- _Collected data entries_
* * *
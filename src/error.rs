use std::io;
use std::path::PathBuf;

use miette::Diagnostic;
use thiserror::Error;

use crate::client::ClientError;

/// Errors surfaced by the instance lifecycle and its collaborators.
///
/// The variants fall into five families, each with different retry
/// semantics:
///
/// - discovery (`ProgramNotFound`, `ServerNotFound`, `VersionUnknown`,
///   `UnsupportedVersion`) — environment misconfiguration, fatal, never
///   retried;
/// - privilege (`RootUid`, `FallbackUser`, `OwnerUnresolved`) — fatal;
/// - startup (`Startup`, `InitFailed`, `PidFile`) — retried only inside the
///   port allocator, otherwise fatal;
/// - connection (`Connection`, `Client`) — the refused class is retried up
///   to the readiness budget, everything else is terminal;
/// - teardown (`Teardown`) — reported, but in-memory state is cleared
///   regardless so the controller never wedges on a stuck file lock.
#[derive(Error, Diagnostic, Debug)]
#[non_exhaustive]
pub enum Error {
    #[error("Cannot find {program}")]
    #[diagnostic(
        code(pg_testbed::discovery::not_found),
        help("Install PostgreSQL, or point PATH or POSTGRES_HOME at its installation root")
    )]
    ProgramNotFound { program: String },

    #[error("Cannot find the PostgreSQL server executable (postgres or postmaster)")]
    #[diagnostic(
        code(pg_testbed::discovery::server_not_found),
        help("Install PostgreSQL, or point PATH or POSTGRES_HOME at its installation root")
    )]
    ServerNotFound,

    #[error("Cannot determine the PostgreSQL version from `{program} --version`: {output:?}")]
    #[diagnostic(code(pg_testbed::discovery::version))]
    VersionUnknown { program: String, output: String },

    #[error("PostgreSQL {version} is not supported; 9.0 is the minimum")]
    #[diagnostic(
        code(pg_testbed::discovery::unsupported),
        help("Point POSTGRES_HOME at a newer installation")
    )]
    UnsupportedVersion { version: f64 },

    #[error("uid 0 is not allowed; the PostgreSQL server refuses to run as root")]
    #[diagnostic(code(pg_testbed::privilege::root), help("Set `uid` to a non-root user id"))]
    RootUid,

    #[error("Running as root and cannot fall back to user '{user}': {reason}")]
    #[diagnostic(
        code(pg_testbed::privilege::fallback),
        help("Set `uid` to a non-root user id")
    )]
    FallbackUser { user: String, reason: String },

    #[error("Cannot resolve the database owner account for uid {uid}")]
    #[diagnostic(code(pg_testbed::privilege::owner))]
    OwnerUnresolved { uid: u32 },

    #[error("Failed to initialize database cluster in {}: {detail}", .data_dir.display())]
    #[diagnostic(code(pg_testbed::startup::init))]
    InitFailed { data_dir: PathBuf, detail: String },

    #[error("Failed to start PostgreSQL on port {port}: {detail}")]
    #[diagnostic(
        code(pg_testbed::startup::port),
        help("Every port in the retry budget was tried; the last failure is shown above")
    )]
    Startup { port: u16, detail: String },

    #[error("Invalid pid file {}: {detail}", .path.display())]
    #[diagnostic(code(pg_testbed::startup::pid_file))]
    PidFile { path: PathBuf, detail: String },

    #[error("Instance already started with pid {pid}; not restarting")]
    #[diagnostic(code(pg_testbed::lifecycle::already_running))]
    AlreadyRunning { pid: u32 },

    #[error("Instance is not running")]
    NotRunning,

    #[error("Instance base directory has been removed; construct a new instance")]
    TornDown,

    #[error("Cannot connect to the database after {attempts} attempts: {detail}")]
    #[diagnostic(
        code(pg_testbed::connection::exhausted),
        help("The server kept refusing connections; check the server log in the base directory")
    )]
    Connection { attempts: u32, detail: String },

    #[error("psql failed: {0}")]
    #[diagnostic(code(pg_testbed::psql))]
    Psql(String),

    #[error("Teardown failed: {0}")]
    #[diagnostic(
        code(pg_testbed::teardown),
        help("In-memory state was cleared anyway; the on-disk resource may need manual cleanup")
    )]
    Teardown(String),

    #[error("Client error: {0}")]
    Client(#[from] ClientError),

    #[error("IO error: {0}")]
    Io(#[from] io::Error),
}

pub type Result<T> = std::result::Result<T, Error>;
* * *
- _Work instructions_
Your job is to return all lines above that hold the word "cleared".

- _Your response_
/// - teardown (`Teardown`) — reported, but in-memory state is cleared
        help("In-memory state was cleared anyway; the on-disk resource may need manual cleanup")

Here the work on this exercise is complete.